A large number of personalities from the technological world have published a joint letter in which they warn of the dangers of the current race for the artificial intelligence in which the big technologies are immersed. For this reason, they ask you to stop training AIs “more powerful than GPT-4” for a period of six months and that during this time “a set of security protocols shared for the design of advanced AIs” that guarantees that these systems are safe.
Among the more than 1,000 signatories of this open letter, published on the website of the non-profit organization Future of Life Institute, are personalities such as Elon Musk (CEO of Tesla, SpaceX and Twitter), Steve Wozniak (co-founder of Apple), Jaan Tallinn (co-founder of Skype) and Yuval Noah Harari (author of the bestseller Sapiens: From Encouragement to Men), among others.
In the text, the signatories acknowledge that “advanced AI could represent a profound change in the history of life on Earth”, but that “it must be planned and managed with the corresponding care and resources. Unfortunately, this level of planning and management is not happening”.
They understand that artificial intelligence systems already are competitive with humans in general tasks, so it is worth asking questions such as “should we let the machines flood our information channels with propaganda and falsehood? Should we automate all jobs, including the ones we’re happy with? Should we develop non-human minds that could eventually outnumber us, outsmart us, make us obsolete, and replace us? Should we risk losing control of our civilization?”

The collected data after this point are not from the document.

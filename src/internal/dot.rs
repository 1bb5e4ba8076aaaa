//! The `dot` module contains the conversion of the generated automata to the
//! graphviz dot format. The functions in this module are used for testing
//! and debugging purposes.

use std::io::Write;

use dot_writer::{Attributes, DotWriter, RankDirection};

use super::dfa::Dfa;
use super::grammar::Grammar;
use super::lalr::LalrAutomaton;
use super::nfa::Nfa;

/// Render an NFA fragment to the graphviz dot format.
#[allow(dead_code)]
pub(crate) fn nfa_render<W: Write>(nfa: &Nfa, label: &str, output: &mut W) {
    let mut writer = DotWriter::from(output);
    writer.set_pretty_print(true);
    let mut digraph = writer.digraph();
    digraph
        .set_label(label)
        .set_rank_direction(RankDirection::LeftRight);
    for state in nfa.states() {
        let source_id = {
            let mut source_node = digraph.node_auto();
            source_node.set_label(&state.id().as_usize().to_string());
            if state.id() == nfa.start_state() {
                source_node
                    .set_shape(dot_writer::Shape::Circle)
                    .set_color(dot_writer::Color::Blue)
                    .set_pen_width(3.0);
            }
            if state.id() == nfa.end_state() {
                source_node
                    .set_shape(dot_writer::Shape::Circle)
                    .set_color(dot_writer::Color::Red)
                    .set_pen_width(3.0);
            }
            source_node.id()
        };
        for transition in state.transitions() {
            let target_state = transition.target_state();
            digraph
                .edge(
                    source_id.clone(),
                    &format!("node_{}", target_state.as_usize()),
                )
                .attributes()
                .set_label(&transition.char_class().to_string().escape_default().to_string());
        }
        for epsilon_transition in state.epsilon_transitions() {
            let target_state = epsilon_transition.target_state();
            digraph
                .edge(
                    source_id.clone(),
                    &format!("node_{}", target_state.as_usize()),
                )
                .attributes()
                .set_label("ε");
        }
    }
}

/// Render a scanner DFA to the graphviz dot format.
#[allow(dead_code)]
pub(crate) fn dfa_render<W: Write>(dfa: &Dfa, label: &str, output: &mut W) {
    let mut writer = DotWriter::from(output);
    writer.set_pretty_print(true);
    let mut digraph = writer.digraph();
    digraph
        .set_label(label)
        .set_rank_direction(RankDirection::LeftRight);
    for (state_id, state) in dfa.states().iter().enumerate() {
        let mut source_node = digraph.node_auto();
        source_node.set_label(&state_id.to_string());
        if state_id == 0 {
            source_node
                .set_shape(dot_writer::Shape::Circle)
                .set_color(dot_writer::Color::Blue)
                .set_pen_width(3.0);
        }
        if let Some(accept) = state.accept {
            source_node
                .set_color(dot_writer::Color::Red)
                .set_pen_width(3.0)
                .set_label(&format!("{}\nt{}", state_id, accept.id()));
        }
    }
    for (state_id, state) in dfa.states().iter().enumerate() {
        for (class, target) in &state.transitions {
            digraph
                .edge(
                    &format!("node_{}", state_id),
                    &format!("node_{}", target.as_usize()),
                )
                .attributes()
                .set_label(&class.to_string().escape_default().to_string());
        }
    }
}

/// Render the LALR(1) automaton to the graphviz dot format. The states are
/// labeled with their kernel items.
#[allow(dead_code)]
pub(crate) fn lalr_render<W: Write>(
    automaton: &LalrAutomaton,
    grammar: &Grammar,
    label: &str,
    output: &mut W,
) {
    let mut writer = DotWriter::from(output);
    writer.set_pretty_print(true);
    let mut digraph = writer.digraph();
    digraph
        .set_label(label)
        .set_rank_direction(RankDirection::LeftRight);
    for (state_id, state) in automaton.states.iter().enumerate() {
        let kernel = state
            .kernel
            .iter()
            .map(|item| grammar.format_production(item.production, Some(item.dot as usize)))
            .collect::<Vec<_>>()
            .join("\n");
        let mut node = digraph.node_auto();
        node.set_label(&format!("{}\n{}", state_id, kernel.escape_default()));
        if state_id == 0 {
            node.set_color(dot_writer::Color::Blue).set_pen_width(3.0);
        }
    }
    for (state_id, state) in automaton.states.iter().enumerate() {
        for (symbol, target) in &state.transitions {
            digraph
                .edge(
                    &format!("node_{}", state_id),
                    &format!("node_{}", target.as_usize()),
                )
                .attributes()
                .set_label(&grammar.sym(*symbol).name.escape_default().to_string());
        }
    }
}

The letter notes that these questions should not be answered by technology leaders and that advanced AI systems should only be developed “once we are sure that its effects will be positive and its risks are manageable”.
For this reason, they ask artificial intelligence companies and laboratories to pause for at least six months the training of advanced AI systems that are more powerful than GPT-4. GPT-4 is the OpenAI language model used by the paid version of ChatGPT and the Bing search engine.
They request that this time be used for laboratories and independent experts to develop the aforementioned set of security protocols and that it be audited by other independent experts.
They also advocate the development of policies for AI governance including new regulatory authorities in this field, supervision and monitoring of advanced AI systems and the large data centers in which they operate, a system of watermarking to distinguish synthetic images from real ones, an ecosystem of auditing and certification, a liability mechanism for damages generated by AI, and public funding for research into the safety of artificial intelligences.